__What you need to do__
For each line in the data below that has the word "bookable", copy that line.
BEGIN Material to process
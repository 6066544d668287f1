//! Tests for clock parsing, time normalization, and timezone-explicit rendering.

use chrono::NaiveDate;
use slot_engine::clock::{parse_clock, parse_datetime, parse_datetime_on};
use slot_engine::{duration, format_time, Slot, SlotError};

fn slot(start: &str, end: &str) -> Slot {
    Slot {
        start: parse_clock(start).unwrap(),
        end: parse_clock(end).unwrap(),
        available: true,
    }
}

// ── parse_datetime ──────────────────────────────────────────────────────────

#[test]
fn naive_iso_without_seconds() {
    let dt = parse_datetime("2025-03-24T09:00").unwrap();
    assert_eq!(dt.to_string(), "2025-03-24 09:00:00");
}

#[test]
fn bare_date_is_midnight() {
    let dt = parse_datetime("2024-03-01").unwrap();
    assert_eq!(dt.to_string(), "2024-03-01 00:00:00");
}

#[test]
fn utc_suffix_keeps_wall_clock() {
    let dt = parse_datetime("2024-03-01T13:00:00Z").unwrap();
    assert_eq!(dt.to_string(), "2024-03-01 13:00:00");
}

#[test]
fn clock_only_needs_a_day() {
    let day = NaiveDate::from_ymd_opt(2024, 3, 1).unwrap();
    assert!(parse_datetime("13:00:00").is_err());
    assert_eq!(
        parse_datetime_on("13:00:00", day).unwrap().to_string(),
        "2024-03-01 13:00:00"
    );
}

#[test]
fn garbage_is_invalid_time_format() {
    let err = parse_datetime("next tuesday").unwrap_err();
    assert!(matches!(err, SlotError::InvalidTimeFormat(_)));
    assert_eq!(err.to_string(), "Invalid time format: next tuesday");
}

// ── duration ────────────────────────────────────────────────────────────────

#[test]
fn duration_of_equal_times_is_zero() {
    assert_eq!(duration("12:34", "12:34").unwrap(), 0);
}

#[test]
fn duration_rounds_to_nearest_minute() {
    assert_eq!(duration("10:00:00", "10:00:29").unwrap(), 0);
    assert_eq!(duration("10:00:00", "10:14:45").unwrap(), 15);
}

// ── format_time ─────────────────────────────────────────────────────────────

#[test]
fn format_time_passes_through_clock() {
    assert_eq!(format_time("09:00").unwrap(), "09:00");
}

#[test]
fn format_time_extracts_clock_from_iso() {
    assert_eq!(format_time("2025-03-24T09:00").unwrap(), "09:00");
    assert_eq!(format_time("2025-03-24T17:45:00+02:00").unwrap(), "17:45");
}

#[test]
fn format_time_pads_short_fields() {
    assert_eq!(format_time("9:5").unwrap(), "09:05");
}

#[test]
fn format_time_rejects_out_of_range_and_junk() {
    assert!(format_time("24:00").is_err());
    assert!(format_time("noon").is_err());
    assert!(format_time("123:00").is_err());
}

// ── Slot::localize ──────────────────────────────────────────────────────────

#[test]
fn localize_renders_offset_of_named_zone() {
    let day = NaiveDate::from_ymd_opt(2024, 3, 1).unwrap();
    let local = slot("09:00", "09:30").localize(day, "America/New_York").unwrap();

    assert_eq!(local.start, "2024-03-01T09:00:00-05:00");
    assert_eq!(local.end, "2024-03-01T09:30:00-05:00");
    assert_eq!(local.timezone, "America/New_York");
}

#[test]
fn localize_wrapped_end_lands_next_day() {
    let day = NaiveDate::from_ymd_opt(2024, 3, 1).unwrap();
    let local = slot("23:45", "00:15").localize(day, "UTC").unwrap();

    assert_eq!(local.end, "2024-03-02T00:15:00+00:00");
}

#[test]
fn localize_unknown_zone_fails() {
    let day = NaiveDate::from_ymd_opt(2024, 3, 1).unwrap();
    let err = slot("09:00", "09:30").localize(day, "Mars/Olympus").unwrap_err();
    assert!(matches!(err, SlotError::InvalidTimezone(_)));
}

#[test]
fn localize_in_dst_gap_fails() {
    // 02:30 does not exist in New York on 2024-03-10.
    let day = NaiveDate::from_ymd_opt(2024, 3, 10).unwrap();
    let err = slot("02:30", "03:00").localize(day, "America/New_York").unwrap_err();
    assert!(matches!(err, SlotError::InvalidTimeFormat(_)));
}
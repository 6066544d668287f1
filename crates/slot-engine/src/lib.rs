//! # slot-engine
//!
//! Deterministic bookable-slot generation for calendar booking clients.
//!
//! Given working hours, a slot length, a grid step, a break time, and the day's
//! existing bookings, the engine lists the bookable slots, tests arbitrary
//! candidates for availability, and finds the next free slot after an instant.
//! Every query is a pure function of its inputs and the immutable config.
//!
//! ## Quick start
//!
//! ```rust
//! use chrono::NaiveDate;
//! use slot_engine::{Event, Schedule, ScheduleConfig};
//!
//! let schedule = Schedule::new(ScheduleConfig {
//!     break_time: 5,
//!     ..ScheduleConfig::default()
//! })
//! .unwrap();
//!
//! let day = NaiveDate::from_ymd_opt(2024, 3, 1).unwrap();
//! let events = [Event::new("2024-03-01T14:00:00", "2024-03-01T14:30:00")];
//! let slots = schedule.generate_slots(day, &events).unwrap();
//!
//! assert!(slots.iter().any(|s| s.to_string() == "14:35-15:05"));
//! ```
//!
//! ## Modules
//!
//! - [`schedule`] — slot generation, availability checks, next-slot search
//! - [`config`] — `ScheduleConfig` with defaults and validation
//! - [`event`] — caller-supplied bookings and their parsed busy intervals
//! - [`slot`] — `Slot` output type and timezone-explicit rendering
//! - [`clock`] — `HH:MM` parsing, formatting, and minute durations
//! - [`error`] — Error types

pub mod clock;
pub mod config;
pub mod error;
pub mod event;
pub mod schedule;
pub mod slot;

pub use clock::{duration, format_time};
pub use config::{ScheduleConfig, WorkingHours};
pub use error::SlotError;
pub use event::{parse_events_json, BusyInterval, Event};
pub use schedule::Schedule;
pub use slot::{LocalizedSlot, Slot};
END Material to process
__Response below__
//! Deterministic bookable-slot generation for calendar booking clients.
//! existing bookings, the engine lists the bookable slots, tests arbitrary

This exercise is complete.